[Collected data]
//! REPL commands
//!
//! Each command reads the session, fetches what it needs through the cache and
//! writes its output to the given writer. Handlers never print directly, so
//! they can be driven from tests.

use std::io::{self, Write};
use thiserror::Error;

use crate::data::{location_area_url, pokemon_url, LocationArea, LocationAreaPage, Pokemon};
use crate::session::{Session, SessionError};

/// Base experience that a roll is measured against when catching
const CATCH_BASELINE: f64 = 25.0;

/// Errors a command can report back to the REPL
#[derive(Debug, Error)]
pub enum CommandError {
    /// A required argument was not given
    #[error("{0}")]
    MissingArgument(&'static str),

    /// Fetching or decoding the API resource failed
    #[error(transparent)]
    Session(#[from] SessionError),

    /// Writing the output failed
    #[error("failed to write output: {0}")]
    Output(#[from] io::Error),
}

/// What the REPL should do after a command ran
#[derive(Debug, Clone, Copy, PartialEq, Eq)]
pub enum Outcome {
    Continue,
    Exit,
}

/// Every command the REPL understands
#[derive(Debug, Clone, Copy, PartialEq, Eq)]
pub enum Command {
    Help,
    Exit,
    Map,
    MapBack,
    Entries,
    Explore,
    Catch,
    Inspect,
    Pokedex,
}

impl Command {
    /// All commands in the order `help` lists them
    pub const ALL: [Command; 9] = [
        Command::Help,
        Command::Exit,
        Command::Map,
        Command::MapBack,
        Command::Entries,
        Command::Explore,
        Command::Catch,
        Command::Inspect,
        Command::Pokedex,
    ];

    /// Name typed at the prompt
    pub fn name(self) -> &'static str {
        match self {
            Command::Help => "help",
            Command::Exit => "exit",
            Command::Map => "map",
            Command::MapBack => "mapb",
            Command::Entries => "entries",
            Command::Explore => "explore",
            Command::Catch => "catch",
            Command::Inspect => "inspect",
            Command::Pokedex => "pokedex",
        }
    }

    /// One-line summary printed by `help`
    pub fn description(self) -> &'static str {
        match self {
            Command::Help => "Displays a help message",
            Command::Exit => "Exit the Pokedex",
            Command::Map => "Displays the next 20 map locations",
            Command::MapBack => "Displays the previous 20 map locations",
            Command::Entries => "Displays urls of all cached entries",
            Command::Explore => "Displays Pokemon available in the area",
            Command::Catch => "Attempts to catch a pokemon",
            Command::Inspect => "Reveals information about a pokemon",
            Command::Pokedex => "Lists the pokemon the user has caught",
        }
    }

    /// Looks up a command by name, ignoring case
    pub fn from_name(name: &str) -> Option<Self> {
        let name = name.to_lowercase();
        Self::ALL.into_iter().find(|cmd| cmd.name() == name)
    }

    /// Runs the command against `session`
    pub async fn execute<W: Write>(
        self,
        session: &mut Session,
        args: &[&str],
        out: &mut W,
    ) -> Result<Outcome, CommandError> {
        match self {
            Command::Help => help(out)?,
            Command::Exit => return Ok(Outcome::Exit),
            Command::Map => {
                let url = session.next_page_url();
                show_page(session, url, out).await?
            }
            Command::MapBack => {
                let url = session.previous_page_url();
                show_page(session, url, out).await?
            }
            Command::Entries => entries(session, out)?,
            Command::Explore => explore(session, args, out).await?,
            Command::Catch => catch(session, args, out).await?,
            Command::Inspect => inspect(session, args, out).await?,
            Command::Pokedex => pokedex(session, out)?,
        }
        Ok(Outcome::Continue)
    }
}

fn help<W: Write>(out: &mut W) -> Result<(), CommandError> {
    writeln!(out, "Usage:")?;
    writeln!(out)?;
    for cmd in Command::ALL {
        writeln!(out, "{}: {}", cmd.name(), cmd.description())?;
    }
    writeln!(out)?;
    Ok(())
}

async fn show_page<W: Write>(
    session: &mut Session,
    url: String,
    out: &mut W,
) -> Result<(), CommandError> {
    let page: LocationAreaPage = session.fetch_json(&url).await?;

    for area in &page.results {
        writeln!(out, "{}", area.name)?;
    }
    session.set_page(url, page.next, page.previous);
    Ok(())
}

fn entries<W: Write>(session: &Session, out: &mut W) -> Result<(), CommandError> {
    for key in session.client().store().keys() {
        writeln!(out, "{}", key)?;
    }
    Ok(())
}

async fn explore<W: Write>(
    session: &mut Session,
    args: &[&str],
    out: &mut W,
) -> Result<(), CommandError> {
    let area = args
        .first()
        .ok_or(CommandError::MissingArgument("no location argument given"))?;
    let url = location_area_url(session.base_url(), area);
    let location: LocationArea = session.fetch_json(&url).await?;

    for name in location.pokemon_names() {
        writeln!(out, " - {}", name)?;
    }
    Ok(())
}

/// Decides a catch: the roll must reach `25 / base_experience`
///
/// Pokemon with unknown or zero base experience are always caught.
pub fn catch_succeeds(base_experience: Option<u32>, roll: f64) -> bool {
    match base_experience {
        None | Some(0) => true,
        Some(exp) => roll >= CATCH_BASELINE / f64::from(exp),
    }
}

async fn catch<W: Write>(
    session: &mut Session,
    args: &[&str],
    out: &mut W,
) -> Result<(), CommandError> {
    let name = args
        .first()
        .ok_or(CommandError::MissingArgument("no pokemon argument given"))?;
    let url = pokemon_url(session.base_url(), name);
    let pokemon: Pokemon = session.fetch_json(&url).await?;

    if catch_succeeds(pokemon.base_experience, session.roll()) {
        writeln!(out, "{} was caught!", name)?;
        session.add_caught(&pokemon.name);
    } else {
        writeln!(out, "{} escaped!", name)?;
    }
    Ok(())
}

async fn inspect<W: Write>(
    session: &mut Session,
    args: &[&str],
    out: &mut W,
) -> Result<(), CommandError> {
    let name = args
        .first()
        .ok_or(CommandError::MissingArgument("no pokemon argument given"))?;
    let url = pokemon_url(session.base_url(), name);
    let pokemon: Pokemon = session.fetch_json(&url).await?;

    writeln!(out, "Name: {}", pokemon.name)?;
    writeln!(out, "Height: {}", pokemon.height)?;
    writeln!(out, "Weight: {}", pokemon.weight)?;
    writeln!(out, "Stats:")?;
    for stat in &pokemon.stats {
        writeln!(out, "  -{}: {}", stat.stat.name, stat.base_stat)?;
    }
    writeln!(out, "Types:")?;
    for kind in &pokemon.types {
        writeln!(out, "  - {}", kind.kind.name)?;
    }
    Ok(())
}

fn pokedex<W: Write>(session: &Session, out: &mut W) -> Result<(), CommandError> {
    if session.caught().is_empty() {
        writeln!(out, "You have no pokemon...")?;
        return Ok(());
    }

    writeln!(out, "Your pokemon")?;
    for name in session.caught() {
        writeln!(out, "  - {}", name)?;
    }
    Ok(())
}
//! In-memory response cache for PokeAPI requests
//!
//! Responses are keyed by their full request URL and kept for a fixed TTL.
//! A background reaper evicts expired entries on its own tick, so callers never
//! have to check staleness themselves. `CachedClient` is the entry point used by
//! the command layer: it serves cached bodies and falls back to the network on
//! a miss.

mod client;
mod fetcher;
mod reaper;
mod store;

pub use client::{CacheConfig, CachedClient};
pub use fetcher::{FetchError, Fetcher, HttpFetcher};
pub use reaper::{Reaper, ReaperHandle};
pub use store::CacheStore;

Problem requirements: For the word "against", return every line of the records that holds it.

Written response:
/// Base experience that a roll is measured against when catching
    /// Runs the command against `session`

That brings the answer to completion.